- ABOUT THIS EXERCISE: Repeat every record exactly as given.

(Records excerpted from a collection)
::::::::::

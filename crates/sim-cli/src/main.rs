//! sim-cli: Command Line Interface for the digital-twin simulation engine.
//!
//! A simple binary that demonstrates the engine end to end. For more
//! advanced usage, see the main binary in the workspace root.

use sim_analysis::TemporalAnalyzer;
use sim_core::{CancellationToken, EngineConfig, SimulationEngine, TwinGraph};
use sim_domain::{Entity, Event, EventSeverity, PropagationRule, PropertyValue, Relationship, Scenario};

fn main() {
    env_logger::init();
    println!("sim-cli");
    println!("=======");

    let mut graph = TwinGraph::new();
    graph.add_entity(Entity::new("supplier-a", "node", "Supplier A").unwrap()).unwrap();
    graph.add_entity(Entity::new("plant-b", "node", "Plant B").unwrap()).unwrap();
    graph.add_relationship(Relationship::new("r1", "supplier-a", "plant-b", "supplies", 1.0).unwrap()).unwrap();

    let event = Event::new("ev1", "demand.surge", "supplier-a", 2, EventSeverity::Medium).with_parameter("increase_factor", PropertyValue::Number(1.8))
                                                                                          .with_rule(PropagationRule::new("supplies", 1.0, 0));
    let scenario = Scenario::new("scn-1", "twin-1", "demo", "demand surge propagating downstream", 15).with_event(event);

    let engine = SimulationEngine::builder().with_config(EngineConfig { snapshot_interval: 1, ..Default::default() }).build();
    let run = engine.run(&graph, &scenario, &CancellationToken::new());

    println!("run {} finished with status {:?}", run.id, run.status);
    if let Some(summary) = &run.summary {
        println!("stability score: {:.2}", summary.stability_score);
        println!("bottlenecks: {:?}", summary.bottlenecks);
        for recommendation in &summary.recommendations {
            println!("  - {recommendation}");
        }
    }

    if let Some(series) = TemporalAnalyzer::analyze_metric(&run.snapshots, "average_utilization") {
        if let Some(trend) = series.trend {
            println!("average_utilization trend: {:?} (slope {:.4}, confidence {:.2})", trend.direction, trend.slope, trend.confidence);
        }
    }
}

::::::::::

- EXERCISE ANSWER:
filename crates/sim-cli/src/main.rs
//! sim-cli: Command Line Interface for the digital-twin simulation engine.
//!
//! A simple binary that demonstrates the engine end to end. For more
//! advanced usage, see the main binary in the workspace root.

use sim_analysis::TemporalAnalyzer;
use sim_core::{CancellationToken, EngineConfig, SimulationEngine, TwinGraph};
use sim_domain::{Entity, Event, EventSeverity, PropagationRule, PropertyValue, Relationship, Scenario};

fn main() {
    env_logger::init();
    println!("sim-cli");
    println!("=======");

    let mut graph = TwinGraph::new();
    graph.add_entity(Entity::new("supplier-a", "node", "Supplier A").unwrap()).unwrap();
    graph.add_entity(Entity::new("plant-b", "node", "Plant B").unwrap()).unwrap();
    graph.add_relationship(Relationship::new("r1", "supplier-a", "plant-b", "supplies", 1.0).unwrap()).unwrap();

    let event = Event::new("ev1", "demand.surge", "supplier-a", 2, EventSeverity::Medium).with_parameter("increase_factor", PropertyValue::Number(1.8))
                                                                                          .with_rule(PropagationRule::new("supplies", 1.0, 0));
    let scenario = Scenario::new("scn-1", "twin-1", "demo", "demand surge propagating downstream", 15).with_event(event);

    let engine = SimulationEngine::builder().with_config(EngineConfig { snapshot_interval: 1, ..Default::default() }).build();
    let run = engine.run(&graph, &scenario, &CancellationToken::new());

    println!("run {} finished with status {:?}", run.id, run.status);
    if let Some(summary) = &run.summary {
        println!("stability score: {:.2}", summary.stability_score);
        println!("bottlenecks: {:?}", summary.bottlenecks);
        for recommendation in &summary.recommendations {
            println!("  - {recommendation}");
        }
    }

    if let Some(series) = TemporalAnalyzer::analyze_metric(&run.snapshots, "average_utilization") {
        if let Some(trend) = series.trend {
            println!("average_utilization trend: {:?} (slope {:.4}, confidence {:.2})", trend.direction, trend.slope, trend.confidence);
        }
    }
}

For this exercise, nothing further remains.